▶ **Directions**
Each line of the listing that includes the string "within" needs to be located and copied.
┄┄┄┄┄┄
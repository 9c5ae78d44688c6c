//! Kick candidate selection.
//!
//! Turns the scanner's raw peak list into a single best candidate:
//! de-duplicate, measure isolation and attack around each peak, score,
//! rank with an amplitude tie-break, and fall back gracefully when no
//! peak is convincing.

use std::path::Path;
use std::sync::Arc;
use tracing::debug;

use crate::analysis::models::KickCandidate;
use crate::probe::{LevelProbe, LevelReading};

use super::scanner::{db_to_amplitude, TransientPeak};

/// Peaks closer than this to a kept, louder peak are duplicates.
const DEDUP_WINDOW_SECS: f64 = 0.3;
/// Peaks at or before this point get analyzed first.
const PRIORITY_CUTOFF_SECS: f64 = 45.0;
/// Analysis caps for the priority set and the late fallback set.
const MAX_PRIORITY_ANALYSIS: usize = 20;
const MAX_LATE_ANALYSIS: usize = 10;
/// Late peaks are only analyzed when the priority set produced fewer
/// valid candidates than this.
const MIN_VALID_CANDIDATES: usize = 3;
/// Quality bonus for peaks from the priority set.
const PRIORITY_MULTIPLIER: f64 = 1.2;
/// Candidates this close in quality tie-break on amplitude.
const TIE_BREAK_QUALITY_DELTA: f64 = 5.0;

/// Acceptance thresholds.
const MIN_QUALITY: f64 = 25.0;
const MIN_ISOLATION: f64 = 0.05;
const MIN_AMPLITUDE: f64 = 0.1;

/// Returned when the scanner found nothing usable at all.
const DEFAULT_TIME_SECS: f64 = 2.0;
const DEFAULT_AMPLITUDE: f64 = 0.5;

impl KickCandidate {
    /// How much quieter the surroundings are than the peak itself.
    pub fn isolation(&self) -> f64 {
        self.amplitude - self.before_amplitude
    }
}

/// Picks the single best kick candidate from a peak list.
pub struct KickSelector {
    probe: Arc<dyn LevelProbe>,
}

impl KickSelector {
    pub fn new(probe: Arc<dyn LevelProbe>) -> Self {
        Self { probe }
    }

    /// Select the cleanest kick among `peaks`. Always returns a candidate;
    /// the fallbacks are, in order: the best-scoring accepted candidate,
    /// the loudest de-duplicated peak with a synthetic score, a fixed
    /// default position.
    pub async fn select(&self, path: &Path, peaks: &[TransientPeak]) -> KickCandidate {
        let deduped = dedup_peaks(peaks);
        if deduped.is_empty() {
            debug!("no peaks survived de-duplication, using default candidate");
            return synthetic_candidate(DEFAULT_TIME_SECS, DEFAULT_AMPLITUDE);
        }

        let (priority, late): (Vec<&TransientPeak>, Vec<&TransientPeak>) = deduped
            .iter()
            .partition(|p| p.time_secs <= PRIORITY_CUTOFF_SECS);

        let mut accepted = Vec::new();
        for peak in priority.into_iter().take(MAX_PRIORITY_ANALYSIS) {
            if let Some(candidate) = self.analyze_peak(path, peak, true).await {
                accepted.push(candidate);
            }
        }
        if accepted.len() < MIN_VALID_CANDIDATES {
            for peak in late.into_iter().take(MAX_LATE_ANALYSIS) {
                if let Some(candidate) = self.analyze_peak(path, peak, false).await {
                    accepted.push(candidate);
                }
            }
        }

        if let Some(best) = rank(&accepted) {
            debug!(
                time_secs = best.time_secs,
                quality = best.quality,
                "kick candidate selected"
            );
            return best;
        }

        // Nothing passed acceptance: the loudest de-duplicated peak still
        // beats a made-up position.
        let loudest = deduped[0];
        debug!(
            time_secs = loudest.time_secs,
            "no candidate passed acceptance, falling back to loudest peak"
        );
        synthetic_candidate(loudest.time_secs, loudest.amplitude)
    }

    /// Measure isolation and attack around one peak and score it. Returns
    /// None when the candidate fails acceptance.
    async fn analyze_peak(
        &self,
        path: &Path,
        peak: &TransientPeak,
        priority: bool,
    ) -> Option<KickCandidate> {
        let t = peak.time_secs;

        // Surrounding loudness: 200 ms ending 50 ms pre-peak, 150 ms
        // starting 50 ms post-peak. A silent window reads as amplitude 0.
        let before = self.window_amplitude(path, t - 0.25, 0.2).await;
        let after = self.window_amplitude(path, t + 0.05, 0.15).await;
        let surrounding = (before + after) / 2.0;
        let isolation = peak.amplitude - surrounding;

        // Attack steepness: the level jump from just-before to on-peak.
        let pre_db = self.window_db(path, t - 0.01, 0.01).await;
        let on_db = self.window_db(path, t, 0.01).await;
        let attack_speed_db = match (pre_db, on_db) {
            (Some(pre), Some(on)) => (on - pre).max(0.0),
            _ => 0.0,
        };

        let mut quality = composite_quality(peak.amplitude, isolation, attack_speed_db);
        if priority {
            quality *= PRIORITY_MULTIPLIER;
        }

        let accepted =
            quality > MIN_QUALITY && isolation > MIN_ISOLATION && peak.amplitude > MIN_AMPLITUDE;
        if !accepted {
            return None;
        }
        Some(KickCandidate {
            time_secs: t,
            amplitude: peak.amplitude,
            before_amplitude: surrounding,
            attack_speed_db,
            quality,
        })
    }

    async fn window_db(&self, path: &Path, start_secs: f64, duration_secs: f64) -> Option<f64> {
        let readings = self
            .probe
            .measure(path, start_secs.max(0.0), duration_secs, None)
            .await
            .ok()?;
        LevelReading::merge(&readings).peak_db
    }

    async fn window_amplitude(&self, path: &Path, start_secs: f64, duration_secs: f64) -> f64 {
        self.window_db(path, start_secs, duration_secs)
            .await
            .map(db_to_amplitude)
            .unwrap_or(0.0)
    }
}

/// The composite quality score: half amplitude, 40% isolation, 10% attack.
fn composite_quality(amplitude: f64, isolation: f64, attack_speed_db: f64) -> f64 {
    let amplitude_score = 100.0 * amplitude;
    let isolation_score = ((isolation / 0.6) * 100.0).max(0.0).min(100.0);
    let attack_score = ((attack_speed_db / 30.0) * 100.0).min(100.0);
    0.5 * amplitude_score + 0.4 * isolation_score + 0.1 * attack_score
}

/// Fallback candidate built from a bare peak: no measured surroundings,
/// quality is the amplitude term of the composite alone.
fn synthetic_candidate(time_secs: f64, amplitude: f64) -> KickCandidate {
    KickCandidate {
        time_secs,
        amplitude,
        before_amplitude: 0.0,
        attack_speed_db: 0.0,
        quality: 0.5 * 100.0 * amplitude,
    }
}

/// Greedy de-duplication: loudest first, keep a peak only when no kept
/// peak sits within [`DEDUP_WINDOW_SECS`] of it. Output stays
/// amplitude-descending; equal amplitudes order by time for determinism.
pub fn dedup_peaks(peaks: &[TransientPeak]) -> Vec<TransientPeak> {
    let mut sorted: Vec<TransientPeak> = peaks.to_vec();
    sorted.sort_by(|a, b| {
        b.amplitude
            .total_cmp(&a.amplitude)
            .then(a.time_secs.total_cmp(&b.time_secs))
    });

    let mut kept: Vec<TransientPeak> = Vec::new();
    for peak in sorted {
        let duplicate = kept
            .iter()
            .any(|k| (k.time_secs - peak.time_secs).abs() < DEDUP_WINDOW_SECS);
        if !duplicate {
            kept.push(peak);
        }
    }
    kept
}

/// Rank accepted candidates: highest quality wins, but anything within
/// [`TIE_BREAK_QUALITY_DELTA`] of the top quality competes on amplitude.
fn rank(candidates: &[KickCandidate]) -> Option<KickCandidate> {
    let top_quality = candidates
        .iter()
        .map(|c| c.quality)
        .fold(f64::NEG_INFINITY, f64::max);
    candidates
        .iter()
        .filter(|c| top_quality - c.quality < TIE_BREAK_QUALITY_DELTA)
        .max_by(|a, b| {
            a.amplitude
                .total_cmp(&b.amplitude)
                .then(a.quality.total_cmp(&b.quality))
        })
        .copied()
}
┄┄┄┄┄┄
▶ **Written answer**
/// peak sits within [`DEDUP_WINDOW_SECS`] of it. Output stays
/// Rank accepted candidates: highest quality wins, but anything within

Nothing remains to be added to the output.